Use a hash table. The hash table would include a reasonably unique key generated from the string and pointers to the strings that match that hash key.
A simple, fast hash with a small hash table (256 entries), but lots of key collisions, would be the xor of all bytes in the string. A slower, more complicated hash with a much larger hash table (as many entries as strings), but where key collisions are unlikely, would be AES encryption.
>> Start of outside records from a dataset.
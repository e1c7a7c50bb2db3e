use crate::errors::{AppError, AppResult};
use crate::utils::path::expand_tilde;
use crate::utils::time::parse_time_strict;
use chrono::NaiveTime;
use serde::{Deserialize, Serialize};
use serde_yaml::Value;
use std::env;
use std::fs;
use std::path::PathBuf;
use std::time::Duration;

#[derive(Debug, Clone, Serialize, Deserialize)]
pub struct Config {
    pub database: String,
    #[serde(default = "default_api_base_url")]
    pub api_base_url: String,
    #[serde(default)]
    pub company_code: String,
    #[serde(default = "default_reason_code")]
    pub reason_code: String,
    #[serde(default = "default_geocoder_url")]
    pub geocoder_url: String,
    #[serde(default = "default_geocoder_user_agent")]
    pub geocoder_user_agent: String,
    #[serde(default = "default_sync_checkpoints")]
    pub sync_checkpoints: Vec<String>,
    #[serde(default = "default_liveness_interval")]
    pub liveness_interval_secs: u64,
    #[serde(default = "default_location_interval")]
    pub location_interval_secs: u64,
    #[serde(default = "default_sync_interval")]
    pub sync_interval_secs: u64,
    #[serde(default = "default_recovery_grace")]
    pub recovery_grace_secs: u64,
    #[serde(default = "default_connect_timeout")]
    pub connect_timeout_ms: u64,
    #[serde(default = "default_request_timeout")]
    pub request_timeout_ms: u64,
    #[serde(default = "default_log_level")]
    pub log_level: String,
}

fn default_api_base_url() -> String {
    "http://localhost:8080/api".to_string()
}
fn default_reason_code() -> String {
    "MANUAL".to_string()
}
fn default_geocoder_url() -> String {
    "https://nominatim.openstreetmap.org".to_string()
}
fn default_geocoder_user_agent() -> String {
    format!("rpunch/{}", env!("CARGO_PKG_VERSION"))
}
fn default_sync_checkpoints() -> Vec<String> {
    vec!["09:50".to_string(), "18:00".to_string()]
}
fn default_liveness_interval() -> u64 {
    10
}
fn default_location_interval() -> u64 {
    120
}
fn default_sync_interval() -> u64 {
    120
}
fn default_recovery_grace() -> u64 {
    300
}
fn default_connect_timeout() -> u64 {
    3_000
}
fn default_request_timeout() -> u64 {
    10_000
}
fn default_log_level() -> String {
    "warn".to_string()
}

/// Every field a complete config file is expected to carry.
const KNOWN_FIELDS: &[&str] = &[
    "database",
    "api_base_url",
    "company_code",
    "reason_code",
    "geocoder_url",
    "geocoder_user_agent",
    "sync_checkpoints",
    "liveness_interval_secs",
    "location_interval_secs",
    "sync_interval_secs",
    "recovery_grace_secs",
    "connect_timeout_ms",
    "request_timeout_ms",
    "log_level",
];

impl Default for Config {
    fn default() -> Self {
        Self::with_database(Self::database_file().to_string_lossy().to_string())
    }
}

impl Config {
    pub fn with_database(database: String) -> Self {
        Self {
            database,
            api_base_url: default_api_base_url(),
            company_code: String::new(),
            reason_code: default_reason_code(),
            geocoder_url: default_geocoder_url(),
            geocoder_user_agent: default_geocoder_user_agent(),
            sync_checkpoints: default_sync_checkpoints(),
            liveness_interval_secs: default_liveness_interval(),
            location_interval_secs: default_location_interval(),
            sync_interval_secs: default_sync_interval(),
            recovery_grace_secs: default_recovery_grace(),
            connect_timeout_ms: default_connect_timeout(),
            request_timeout_ms: default_request_timeout(),
            log_level: default_log_level(),
        }
    }

    /// Return the standard configuration directory depending on the platform.
    /// `RPUNCH_HOME` overrides it.
    pub fn config_dir() -> PathBuf {
        if let Ok(dir) = env::var("RPUNCH_HOME") {
            return PathBuf::from(dir);
        }
        if cfg!(target_os = "windows") {
            let appdata = env::var("APPDATA").unwrap_or_else(|_| ".".to_string());
            PathBuf::from(appdata).join("rpunch")
        } else {
            let home = dirs::home_dir().unwrap_or_else(|| PathBuf::from("."));
            home.join(".rpunch")
        }
    }

    /// Return the full path of the config file
    pub fn config_file() -> PathBuf {
        Self::config_dir().join("rpunch.conf")
    }

    /// Return the full path of the SQLite database
    pub fn database_file() -> PathBuf {
        Self::config_dir().join("rpunch.sqlite")
    }

    /// Load configuration from file, or return defaults if not found
    pub fn load() -> AppResult<Self> {
        let path = Self::config_file();

        if path.exists() {
            let content = fs::read_to_string(&path)?;
            let cfg: Config = serde_yaml::from_str(&content)?;
            cfg.validate()?;
            Ok(cfg)
        } else {
            Ok(Config::default())
        }
    }

    /// Reject values the runtime cannot work with.
    pub fn validate(&self) -> AppResult<()> {
        self.checkpoint_times()?;
        for (name, secs) in [
            ("liveness_interval_secs", self.liveness_interval_secs),
            ("location_interval_secs", self.location_interval_secs),
            ("sync_interval_secs", self.sync_interval_secs),
        ] {
            if secs == 0 {
                return Err(AppError::Config(format!("{name} must be greater than 0")));
            }
        }
        Ok(())
    }

    /// Parsed `sync_checkpoints`, sorted.
    pub fn checkpoint_times(&self) -> AppResult<Vec<NaiveTime>> {
        let mut out = Vec::with_capacity(self.sync_checkpoints.len());
        for raw in &self.sync_checkpoints {
            out.push(parse_time_strict(raw.trim())?);
        }
        out.sort();
        Ok(out)
    }

    pub fn connect_timeout(&self) -> Duration {
        Duration::from_millis(self.connect_timeout_ms)
    }

    pub fn request_timeout(&self) -> Duration {
        Duration::from_millis(self.request_timeout_ms)
    }

    /// Fields missing from the config file on disk (defaults are applied for them).
    pub fn missing_fields() -> AppResult<Vec<String>> {
        let path = Self::config_file();
        if !path.exists() {
            return Ok(KNOWN_FIELDS.iter().map(|s| s.to_string()).collect());
        }

        let content = fs::read_to_string(&path)?;
        let yaml: Value = serde_yaml::from_str(&content)?;
        let map = yaml
            .as_mapping()
            .ok_or_else(|| AppError::Config("config file is not a YAML mapping".into()))?;

        Ok(KNOWN_FIELDS
            .iter()
            .filter(|f| !map.contains_key(**f))
            .map(|s| s.to_string())
            .collect())
    }

    /// Initialize configuration and database files
    pub fn init_all(custom_db: Option<String>, is_test: bool) -> AppResult<Self> {
        let dir = Self::config_dir();
        fs::create_dir_all(&dir)?;

        // DB name: user provided or default
        let db_path = match custom_db {
            Some(name) => {
                let p = expand_tilde(&name);
                if p.is_absolute() { p } else { dir.join(p) }
            }
            None => Self::database_file(),
        };

        let config = Config::with_database(db_path.to_string_lossy().to_string());

        // Write config file
        if !is_test {
            let yaml = serde_yaml::to_string(&config)?;
            fs::write(Self::config_file(), yaml)?;
        }

        Ok(config)
    }
}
I realize you're using C#, but here's a little perl script to help you investigate what hash table size you'd like to use. This version of the keyify() function just sums the string into a 16 bit integer.
# keyspace.pl
sub keyify {
use constant HASH_KEY_SIZE_IN_BITS => 16;
return unpack( '%' . HASH_KEY_SIZE_IN_BITS . 'A*', $_ );
}
$/ = "\r\n"; # Windows EOL
$offset = 0;
while(<>) {
$newoffset = $offset + length($_);
$key = keyify($_);
if (defined $myhash{$key}) {
# key collision, add to the list of offsets
push @{ $myhash {$key} }, $offset;
} else {
# new key, create the list of offsets
$myhash { $key } = [$offset];
}
$offset = $newoffset;
}
printf "%d keys generated\n", scalar (keys %myhash);
$max = 0;
foreach (keys%myhash) {
$collisions = scalar @{ $myhash{$_} };
$max = $collisions if ( $collisions > $max );
}
print "maximum # of string offsets in a hash = $max\n";
exit;
# dump hash table
foreach (keys%myhash) {
print "key = $_:";
foreach my $offset ( @{ $myhash{$_} } ) {
print " $offset";
}
print "\n";
}
Use it like so:
perl keyspace.pl <strings.dat
The same thing in PowerShell, with a much simpler hashing function. You'll have to put in some effort if you want this to be useful.
# keyspace.ps1
# Don't use "gc -Encoding Byte -Raw" because it reads the ENTIRE file into memory.
function keyify {
return $args[0].Substring(0,1);
}
$myHash = @{};
$offset = 0;
$file = New-Object System.IO.StreamReader($args[0]);
while ($line = $file.ReadLine()) {
$newoffset = $offset + $line.Length + 2; # adjust by 2 for Windows EOL (CRLF)
$key = keyify($line);
if ($myHash.ContainsKey($key)) {
# key collision, add to the list of offsets
$myHash.Set_Item($key, $myHash.Get_Item($key)+$offset);
} else {
# new key, create the list of offsets
$myHash.Add($key, @($offset));
}
$offset = $newoffset;
}
$file.close()
echo "$($myHash.Count) keys generated";
$max = 0;
foreach ($i in $myHash.KEYS.GetEnumerator()) {
$collisionList = $myHash.Get_Item($i);
if ($collisionList.Count -gt $max) { $max = $collisionList.Count; }
}
echo "maximum # of string offsets in a hash = $max";
# echo $myHash;
Use it like so:
.\keyspace.ps1 strings.dat